--- START ---

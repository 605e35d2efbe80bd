// ============================================================================
// camsync-core/src/orchestrator/subproject.rs
// ============================================================================
//
// SUBPROJECT CONFIGS: What the Reconstruction Stages Receive
//
// A subproject is one camera-set directory of a normalized synchronized tree
// that holds 2D pose output and whose session is calibrated. Every
// (subproject, pose config, filter) triple gets its own `SubprojectConfig`;
// the final version of it is kept as an audit file in `pose-3d`.
//
// KEY COMPONENTS:
// - SubprojectConfig / CalibrationProjectConfig: Collaborator contracts
// - find_subprojects / find_calibration_projects: Workspace discovery
// - resolve_frame_rate: Setting fps, probed fps or 30

// ---- Internal crate imports ----
use crate::artifact::{
    ArtifactPath, CALIBRATION_DIR, CALIBRATION_FILE, POSE_ASSOCIATED_DIR, POSE_3D_DIR, POSE_DIR,
    RAW_DIR, Stage,
};
use crate::config::{
    ButterworthParams, CalibrationConfig, FilterType, FilteringConfig, GaussianParams,
    IntrinsicsConfig, KalmanParams, LoessParams, MedianParams, PersonAssociationConfig,
    PoseEstimationConfig, TriangulationConfig, WorkspaceConfig,
};
use crate::discovery::{list_video_files, walk_dirs};
use crate::error::CoreResult;
use crate::external::FfprobeExecutor;
use crate::utils::get_file_stem_safe;

// ---- External crate imports ----
use serde::{Deserialize, Serialize};

// ---- Standard library imports ----
use std::fs;
use std::path::{Path, PathBuf};

/// Frame rate used when neither the setting nor the footage provides one.
pub const DEFAULT_FRAME_RATE: u32 = 30;

const AUDIT_FILE_PREFIX: &str = "actual_processing_config";

// ============================================================================
// SUBPROJECT CONFIG
// ============================================================================

#[derive(Debug, Clone, PartialEq, Serialize, Deserialize)]
pub struct ProjectSection {
    pub project_dir: PathBuf,
    /// Empty means every frame.
    pub frame_range: Vec<u64>,
    pub frame_rate: u32,
}

#[derive(Debug, Clone, PartialEq, Serialize, Deserialize)]
pub struct PoseSection {
    pub pose_framework: String,
    pub pose_model: String,
}

/// Filtering section: the filter run in this pass plus the parameters of
/// every filter family.
#[derive(Debug, Clone, PartialEq, Serialize, Deserialize)]
pub struct FilteringSection {
    pub display_figures: bool,
    #[serde(rename = "type")]
    pub filter_type: FilterType,
    pub butterworth: ButterworthParams,
    pub kalman: KalmanParams,
    pub butterworth_on_speed: ButterworthParams,
    pub gaussian: GaussianParams,
    #[serde(rename = "LOESS")]
    pub loess: LoessParams,
    pub median: MedianParams,
}

impl FilteringSection {
    pub fn new(filtering: &FilteringConfig, filter_type: FilterType) -> Self {
        let filters = &filtering.filters;
        Self {
            display_figures: filtering.display_figures,
            filter_type,
            butterworth: filters.butterworth.clone().unwrap_or_default(),
            kalman: filters.kalman.clone().unwrap_or_default(),
            butterworth_on_speed: filters.butterworth_on_speed.clone().unwrap_or_default(),
            gaussian: filters.gaussian.clone().unwrap_or_default(),
            loess: filters.loess.clone().unwrap_or_default(),
            median: filters.median.clone().unwrap_or_default(),
        }
    }
}

/// Configuration handed to association, triangulation and filtering.
#[derive(Debug, Clone, PartialEq, Serialize, Deserialize)]
pub struct SubprojectConfig {
    pub project: ProjectSection,
    #[serde(rename = "personAssociation")]
    pub person_association: PersonAssociationConfig,
    pub pose: PoseSection,
    pub triangulation: TriangulationConfig,
    pub filtering: FilteringSection,
}

impl SubprojectConfig {
    pub fn build(
        project_dir: &Path,
        frame_rate: u32,
        config: &WorkspaceConfig,
        pose: &PoseEstimationConfig,
        filter_type: FilterType,
    ) -> Self {
        Self {
            project: ProjectSection {
                project_dir: project_dir.to_path_buf(),
                frame_range: Vec::new(),
                frame_rate,
            },
            person_association: PersonAssociationConfig {
                single_person: true,
                ..config.person_association.clone()
            },
            pose: PoseSection {
                pose_framework: pose.pose_framework.clone(),
                pose_model: pose.pose_model.clone(),
            },
            triangulation: config.triangulation.clone(),
            filtering: FilteringSection::new(&config.filtering, filter_type),
        }
    }

    pub fn project_dir(&self) -> &Path {
        &self.project.project_dir
    }

    /// `pose-3d/actual_processing_config_{model}_{filter}.json`
    pub fn audit_path(&self) -> PathBuf {
        audit_path(
            self.project_dir(),
            &self.pose.pose_model,
            self.filtering.filter_type,
        )
    }
}

pub fn audit_path(project_dir: &Path, pose_model: &str, filter: FilterType) -> PathBuf {
    project_dir
        .join(POSE_3D_DIR)
        .join(format!("{AUDIT_FILE_PREFIX}_{pose_model}_{filter}.json"))
}

/// Audit files written for any filter of a pose model, sorted by name.
pub fn audit_files_for_model(project_dir: &Path, pose_model: &str) -> CoreResult<Vec<PathBuf>> {
    let dir = project_dir.join(POSE_3D_DIR);
    if !dir.is_dir() {
        return Ok(Vec::new());
    }
    let prefix = format!("{AUDIT_FILE_PREFIX}_{pose_model}_");
    let mut files = Vec::new();
    for entry in fs::read_dir(&dir)? {
        let path = entry?.path();
        let matches = path
            .file_name()
            .and_then(|n| n.to_str())
            .is_some_and(|n| n.starts_with(&prefix) && n.ends_with(".json"));
        if matches && path.is_file() {
            files.push(path);
        }
    }
    files.sort();
    Ok(files)
}

/// True when every camera in `raw` already has associated pose output.
pub fn association_complete(project_dir: &Path, pose: &PoseEstimationConfig) -> CoreResult<bool> {
    let associated = project_dir.join(POSE_ASSOCIATED_DIR);
    if !associated.is_dir() {
        return Ok(false);
    }
    let cameras = list_video_files(&project_dir.join(RAW_DIR))?;
    if cameras.is_empty() {
        return Ok(false);
    }
    for video in &cameras {
        let camera = get_file_stem_safe(video)?;
        let folder = format!("{}_{}_json", pose.output_prefix(), camera);
        if !associated.join(folder).exists() {
            return Ok(false);
        }
    }
    Ok(true)
}

// ============================================================================
// CALIBRATION PROJECT CONFIG
// ============================================================================

#[derive(Debug, Clone, PartialEq, Serialize, Deserialize)]
pub struct CalibrationProjectSection {
    pub project_dir: PathBuf,
}

#[derive(Debug, Clone, PartialEq, Serialize, Deserialize)]
pub struct BoardExtrinsics {
    pub show_reprojection_error: bool,
    pub extrinsics_extension: String,
    pub extrinsics_corners_nb: [u32; 2],
    pub extrinsics_square_size: f64,
}

#[derive(Debug, Clone, PartialEq, Serialize, Deserialize)]
pub struct ExtrinsicsSection {
    pub calculate_extrinsics: bool,
    pub extrinsics_method: String,
    pub board: BoardExtrinsics,
}

#[derive(Debug, Clone, PartialEq, Serialize, Deserialize)]
pub struct CalculateSection {
    pub intrinsics: IntrinsicsConfig,
    pub extrinsics: ExtrinsicsSection,
}

#[derive(Debug, Clone, PartialEq, Serialize, Deserialize)]
pub struct CalibrationSection {
    pub calibration_type: String,
    pub calculate: CalculateSection,
}

/// Configuration handed to the calibration stage.
#[derive(Debug, Clone, PartialEq, Serialize, Deserialize)]
pub struct CalibrationProjectConfig {
    pub project: CalibrationProjectSection,
    pub calibration: CalibrationSection,
}

impl CalibrationProjectConfig {
    pub fn build(project_dir: &Path, calibration: &CalibrationConfig) -> Self {
        let extrinsics = &calibration.extrinsics;
        Self {
            project: CalibrationProjectSection {
                project_dir: project_dir.to_path_buf(),
            },
            calibration: CalibrationSection {
                calibration_type: "calculate".to_string(),
                calculate: CalculateSection {
                    intrinsics: calibration.intrinsics.clone(),
                    extrinsics: ExtrinsicsSection {
                        calculate_extrinsics: extrinsics.calculate_extrinsics,
                        extrinsics_method: "board".to_string(),
                        board: BoardExtrinsics {
                            show_reprojection_error: extrinsics.show_reprojection_error,
                            extrinsics_extension: extrinsics.extrinsics_extension.clone(),
                            extrinsics_corners_nb: extrinsics.extrinsics_corners_nb,
                            extrinsics_square_size: extrinsics.extrinsics_square_size,
                        },
                    },
                },
            },
        }
    }

    /// `Calibration/Calib_board.toml` inside the project.
    pub fn result_path(&self) -> PathBuf {
        calibration_result_path(&self.project.project_dir)
    }
}

pub fn calibration_result_path(project_dir: &Path) -> PathBuf {
    project_dir.join(CALIBRATION_DIR).join(CALIBRATION_FILE)
}

// ============================================================================
// DISCOVERY
// ============================================================================

fn in_normalized_synced_tree(dir: &Path) -> bool {
    ArtifactPath::parse(dir).is_some_and(|a| a.stage() == Stage::Synced && !a.is_placeholder())
}

/// Calibration file of the session owning `subproject`
/// (`../../Calibration/Calib_board.toml`).
pub fn session_calibration_file(subproject: &Path) -> Option<PathBuf> {
    subproject
        .parent()
        .and_then(Path::parent)
        .map(calibration_result_path)
}

/// Directories that hold `pose` output, lie in a normalized synchronized
/// tree and belong to a calibrated session.
pub fn find_subprojects(workspace: &Path) -> CoreResult<Vec<PathBuf>> {
    Ok(walk_dirs(workspace)?
        .into_iter()
        .filter(|dir| dir.join(POSE_DIR).is_dir())
        .filter(|dir| in_normalized_synced_tree(dir))
        .filter(|dir| session_calibration_file(dir).is_some_and(|f| f.exists()))
        .collect())
}

/// Synchronized directories that contain a `Calibration` directory.
pub fn find_calibration_projects(workspace: &Path) -> CoreResult<Vec<PathBuf>> {
    Ok(walk_dirs(workspace)?
        .into_iter()
        .filter(|dir| dir.join(CALIBRATION_DIR).is_dir())
        .filter(|dir| in_normalized_synced_tree(dir))
        .collect())
}

/// Frame rate of a subproject: the fps of its setting segment, else the
/// probed rate of its first camera file, else [`DEFAULT_FRAME_RATE`].
pub fn resolve_frame_rate<P: FfprobeExecutor>(subproject: &Path, prober: &P) -> u32 {
    if let Some(fps) = ArtifactPath::parse(subproject)
        .and_then(|a| a.setting())
        .and_then(|s| s.fps)
    {
        return fps;
    }

    let first_video = list_video_files(&subproject.join(RAW_DIR))
        .ok()
        .and_then(|videos| videos.into_iter().next());
    if let Some(video) = first_video {
        match prober.get_video_properties(&video) {
            Ok(props) if props.fps > 0.0 => return props.fps.round() as u32,
            Ok(_) => log::warn!("{} reports no frame rate", video.display()),
            Err(e) => log::warn!("Could not probe {}: {}", video.display(), e),
        }
    }
    DEFAULT_FRAME_RATE
}

#[cfg(test)]
mod tests {
    use super::*;

    fn touch(path: &Path) -> Result<(), Box<dyn std::error::Error>> {
        if let Some(parent) = path.parent() {
            fs::create_dir_all(parent)?;
        }
        fs::write(path, "x")?;
        Ok(())
    }

    #[test]
    fn test_serialized_keys_match_collaborator_contract() -> Result<(), Box<dyn std::error::Error>> {
        let config = SubprojectConfig::build(
            Path::new("/w/s/__synced__/walk/30_1280_720_mp4/camA_camB"),
            30,
            &WorkspaceConfig::default(),
            &PoseEstimationConfig::default(),
            FilterType::Loess,
        );
        let value = serde_json::to_value(&config)?;
        assert_eq!(value["filtering"]["type"], "LOESS");
        assert!(value["filtering"]["LOESS"]["nb_values_used"].is_number());
        assert!(value["personAssociation"]["single_person"].as_bool().unwrap_or(false));
        assert_eq!(value["project"]["frame_rate"], 30);
        assert_eq!(value["pose"]["pose_model"], "BLAZEPOSE");
        Ok(())
    }

    #[test]
    fn test_audit_path_naming() {
        let path = audit_path(Path::new("/p"), "BLAZEPOSE", FilterType::Butterworth);
        assert_eq!(
            path,
            PathBuf::from("/p/pose-3d/actual_processing_config_BLAZEPOSE_butterworth.json")
        );
    }

    #[test]
    fn test_find_subprojects_requires_calibration() -> Result<(), Box<dyn std::error::Error>> {
        let dir = tempfile::tempdir()?;
        let synced = dir.path().join("s/__synced__/walk");
        touch(&synced.join("30_1280_720_mp4/camA_camB/pose/blaze_camA_json/f.json"))?;
        touch(&synced.join("unset_unset_unset_unset/all_cams/pose/blaze_camA_json/f.json"))?;
        assert!(find_subprojects(dir.path())?.is_empty());

        touch(&synced.join("Calibration/Calib_board.toml"))?;
        let found = find_subprojects(dir.path())?;
        assert_eq!(found, vec![synced.join("30_1280_720_mp4/camA_camB")]);
        Ok(())
    }

    #[test]
    fn test_find_calibration_projects() -> Result<(), Box<dyn std::error::Error>> {
        let dir = tempfile::tempdir()?;
        touch(&dir.path().join("s/original/walk/Calibration/intrinsics/cam1.mp4"))?;
        touch(&dir.path().join("s/__synced__/walk/Calibration/intrinsics/cam1.mp4"))?;
        let found = find_calibration_projects(dir.path())?;
        assert_eq!(found, vec![dir.path().join("s/__synced__/walk")]);
        Ok(())
    }

    #[test]
    fn test_audit_files_for_model_ignores_other_models() -> Result<(), Box<dyn std::error::Error>> {
        let dir = tempfile::tempdir()?;
        touch(&audit_path(dir.path(), "BLAZEPOSE", FilterType::Kalman))?;
        touch(&audit_path(dir.path(), "OTHER", FilterType::Kalman))?;
        assert_eq!(audit_files_for_model(dir.path(), "BLAZEPOSE")?.len(), 1);
        Ok(())
    }
}
//! Filesystem discovery for workspace trees.
//!
//! All walkers skip hidden entries (names starting with `.`), which keeps
//! temporary artifacts, manifests and lock files out of every result. Results
//! are sorted so batch runs process entries in a stable order.

use crate::classify::is_video_file;
use crate::error::CoreResult;

use std::fs;
use std::path::{Path, PathBuf};

fn is_hidden(path: &Path) -> bool {
    path.file_name()
        .and_then(|n| n.to_str())
        .is_some_and(|n| n.starts_with('.'))
}

/// Lists the non-hidden entries of a directory, split into (dirs, files).
fn read_entries(dir: &Path) -> CoreResult<(Vec<PathBuf>, Vec<PathBuf>)> {
    let mut dirs = Vec::new();
    let mut files = Vec::new();
    for entry in fs::read_dir(dir)? {
        let entry = entry?;
        let path = entry.path();
        if is_hidden(&path) {
            continue;
        }
        let file_type = entry.file_type()?;
        if file_type.is_dir() {
            dirs.push(path);
        } else if file_type.is_file() {
            files.push(path);
        }
    }
    dirs.sort();
    files.sort();
    Ok((dirs, files))
}

/// Returns `root` and every non-hidden directory below it.
pub fn walk_dirs(root: &Path) -> CoreResult<Vec<PathBuf>> {
    let mut result = vec![root.to_path_buf()];
    let mut pending = vec![root.to_path_buf()];
    while let Some(dir) = pending.pop() {
        let (dirs, _) = read_entries(&dir)?;
        result.extend(dirs.iter().cloned());
        pending.extend(dirs);
    }
    result.sort();
    Ok(result)
}

/// Lists the regular files directly inside `dir`.
pub fn list_files(dir: &Path) -> CoreResult<Vec<PathBuf>> {
    Ok(read_entries(dir)?.1)
}

/// Lists the video files directly inside `dir`.
pub fn list_video_files(dir: &Path) -> CoreResult<Vec<PathBuf>> {
    Ok(list_files(dir)?
        .into_iter()
        .filter(|p| is_video_file(p))
        .collect())
}

/// Recursively lists every regular file below `root`, not descending into
/// directories whose name is in `excluded_dirs`.
pub fn find_files(root: &Path, excluded_dirs: &[&str]) -> CoreResult<Vec<PathBuf>> {
    let mut result = Vec::new();
    let mut pending = vec![root.to_path_buf()];
    while let Some(dir) = pending.pop() {
        let (dirs, files) = read_entries(&dir)?;
        result.extend(files);
        pending.extend(dirs.into_iter().filter(|d| {
            d.file_name()
                .and_then(|n| n.to_str())
                .is_none_or(|n| !excluded_dirs.contains(&n))
        }));
    }
    result.sort();
    Ok(result)
}

/// Recursively lists every video file below `root`, honoring `excluded_dirs`.
pub fn find_video_files(root: &Path, excluded_dirs: &[&str]) -> CoreResult<Vec<PathBuf>> {
    Ok(find_files(root, excluded_dirs)?
        .into_iter()
        .filter(|p| is_video_file(p))
        .collect())
}

/// Finds every directory named `name` at or below `root`.
pub fn find_dirs_named(root: &Path, name: &str) -> CoreResult<Vec<PathBuf>> {
    Ok(walk_dirs(root)?
        .into_iter()
        .filter(|d| d.file_name().and_then(|n| n.to_str()) == Some(name))
        .collect())
}

#[cfg(test)]
mod tests {
    use super::*;
    use std::fs::File;

    #[test]
    fn test_find_video_files_skips_hidden_and_excluded() -> Result<(), Box<dyn std::error::Error>> {
        let dir = tempfile::tempdir()?;
        let raw = dir.path().join("a/raw");
        let pose = dir.path().join("a/pose");
        fs::create_dir_all(&raw)?;
        fs::create_dir_all(&pose)?;
        File::create(raw.join("cam1.mp4"))?;
        File::create(raw.join(".cam2_tmp123.mp4"))?;
        File::create(raw.join("notes.txt"))?;
        File::create(pose.join("overlay.mp4"))?;

        let found = find_video_files(dir.path(), &["pose"])?;
        assert_eq!(found, vec![raw.join("cam1.mp4")]);
        Ok(())
    }

    #[test]
    fn test_find_dirs_named() -> Result<(), Box<dyn std::error::Error>> {
        let dir = tempfile::tempdir()?;
        fs::create_dir_all(dir.path().join("s1/original/raw"))?;
        fs::create_dir_all(dir.path().join("s2/original/t/raw"))?;
        fs::create_dir_all(dir.path().join("s2/original/t/rawish"))?;

        let found = find_dirs_named(dir.path(), "raw")?;
        assert_eq!(found.len(), 2);
        assert!(found.iter().all(|p| p.ends_with("raw")));
        Ok(())
    }
}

--- END ---

=== WORK TO COMPLETE ===
Across the entries above, find the lines with the string "ArtifactPath" and copy them.

=== COMPLETED TASK ===
    ArtifactPath, CALIBRATION_DIR, CALIBRATION_FILE, POSE_ASSOCIATED_DIR, POSE_3D_DIR, POSE_DIR,
    ArtifactPath::parse(dir).is_some_and(|a| a.stage() == Stage::Synced && !a.is_placeholder())
    if let Some(fps) = ArtifactPath::parse(subproject)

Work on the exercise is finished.